How Topanga is Connected to Viral Cinnamon Toast Crunch Shrimp Tail Story

“Boy Meets World” actress Danielle Fishel Karp has a direct connection to the cereal saga that’s blowing up on social media.

Danielle Fishel Cinnamon Toast Crunch Shrimp Promo Split
Left: Maxim

The Cinnamon Toast Crunch shrimp tail saga has taken yet another strange twist. 

Maxim

The wife of the man who made a host of unsavory discoveries in the sugary breakfast cereal is none other than former Maxim cover model Danielle Fishel Karp, the Boy Meets World actress who played Topanga in the hit 1990s sitcom. 

“Ummmm @CTCSquares – why are there shrimp tails in my cereal? (This is not a bit),” her husband, comedian Jensen Karp, tweeted initially. 

Cinnamon Toast Crunch’s official Twitter account was tagged alongside a photo of what appear to be sugar-coated shrimp tails and string found in the bag. In a follow-up tweet, Jensen tagged General Mills, the cereal’s producer.

“We’re sorry to see what you found! We would like to report this to our quality team and replace the box. Can you please send us a DM to collect more details? Thanks!” Cinnamon Toast Crunch wrote back. 

A the New York Post notes, the Cinnamon Toast Crunch social media runner then took a major misstep in telling Jensen that a “further investigation” found that the foreign ingredients weren’t shrimp tails, but “an accumulation of the cinnamon sugar that sometimes can occur when ingredients aren’t thoroughly blended. We assure you that there’s no possibility of cross contamination with shrimp.”

“‘Accumulation of sugar particles,'” Danielle tweeted. “I am truly at a loss for words.”

Also incredulous, Jensen fired back, alleging that they were indeed “cinnamon coated shrimp tails.”

“She’s honestly mad,” Karp told The Post of Danielle’s take on the situation. “She is really disappointed in General Mills’ statement and hoped to see more concern, rather than just tell me it was actually sugar, not shrimp tails (which is insane). People are allergic (I am luckily not) and their main focus should be finding out how it happened to help anyone who could also run into this.”

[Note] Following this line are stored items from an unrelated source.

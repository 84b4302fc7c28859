//! Acknowledgement for a ledger append.

use serde::{Deserialize, Serialize};

/// Receipt returned once the ledger accepts an appended record.
#[derive(Debug, Clone, PartialEq, Eq, Serialize, Deserialize)]
pub struct TxReceipt {
    /// Identifier of the accepted transaction.
    pub tx_hash: String,
    /// Block the transaction was included in, when already known.
    #[serde(default, skip_serializing_if = "Option::is_none")]
    pub block_number: Option<u64>,
    /// Metered resource consumption charged against the cost ceiling.
    pub resource_used: u64,
}
//! Local materialized view of one account's ledger records.

use crate::account::AccountId;
use crate::record::FileRecord;
use serde::{Deserialize, Serialize};

/// The records the ledger holds for one account, in insertion order.
///
/// A view is built in full from ledger reads and then published atomically;
/// it is never patched in place. `records` is ordered by ledger index
/// (0..N-1) and never re-sorted.
#[derive(Debug, Clone, PartialEq, Eq, Serialize, Deserialize)]
pub struct RegistryView {
    account: AccountId,
    records: Vec<FileRecord>,
}

impl RegistryView {
    pub fn new(account: AccountId, records: Vec<FileRecord>) -> Self {
        Self { account, records }
    }

    /// Empty view for an account with no synced records yet.
    pub fn empty(account: AccountId) -> Self {
        Self {
            account,
            records: Vec::new(),
        }
    }

    pub fn account(&self) -> &AccountId {
        &self.account
    }

    pub fn records(&self) -> &[FileRecord] {
        &self.records
    }

    pub fn len(&self) -> usize {
        self.records.len()
    }

    pub fn is_empty(&self) -> bool {
        self.records.is_empty()
    }
}

#[cfg(test)]
mod tests {
    use super::*;

    #[test]
    fn test_view_preserves_insertion_order() {
        let records = vec![
            FileRecord::new_at_time("Qm1", "b.txt", 30),
            FileRecord::new_at_time("Qm2", "a.txt", 10),
            FileRecord::new_at_time("Qm3", "c.txt", 20),
        ];
        let view = RegistryView::new(AccountId::from("0x1"), records.clone());

        assert_eq!(view.len(), 3);
        assert_eq!(view.records(), records.as_slice());
    }

    #[test]
    fn test_empty_view() {
        let view = RegistryView::empty(AccountId::from("0x1"));
        assert!(view.is_empty());
        assert_eq!(view.account().as_str(), "0x1");
    }
}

Even worse, Jensen added, “Before I had the shrimp tail plop in the bowl – I had eaten a bowl. This is a bummer.”

He also (allegedly) found other disgusting items after further exploration, including string and cereal pieces containing unidentifiable black marks. The second bag in the CT Crunch family pack, which was clumsily taped back together, appeared to contain dental floss. 

“I am going to get the black stuff tested today,” Jensen continued on Twitter. “Most importantly, nothing new from General Mills since they asked me to send them the shrimp tails that they had tried to convince me was sugar.”

Jensen then shared an apparent series of direct messages between he and the Cinnamon Toast Crunch account, in which the brand asked for him to FedEx the food in question. He declined.  

“Calling it sugar was super weird and the fact that you haven’t said anything to the contrary doesn’t allow me to trust you with it at all,” his reply read. 

Jensen’s most recent update reads, “I am happy to report: a Carcinologist (crustacean researcher) that works at NHMLA is going to morphologically identify the shrimp using microscopy and he will work with a team of researchers to use DNA to try and identify the putative shrimp down to species.”

“They also are paying for this to be done, which is helpful when a corporation is telling the internet I actually found wads of sugar. So basically, my shrimp got a scholarship.”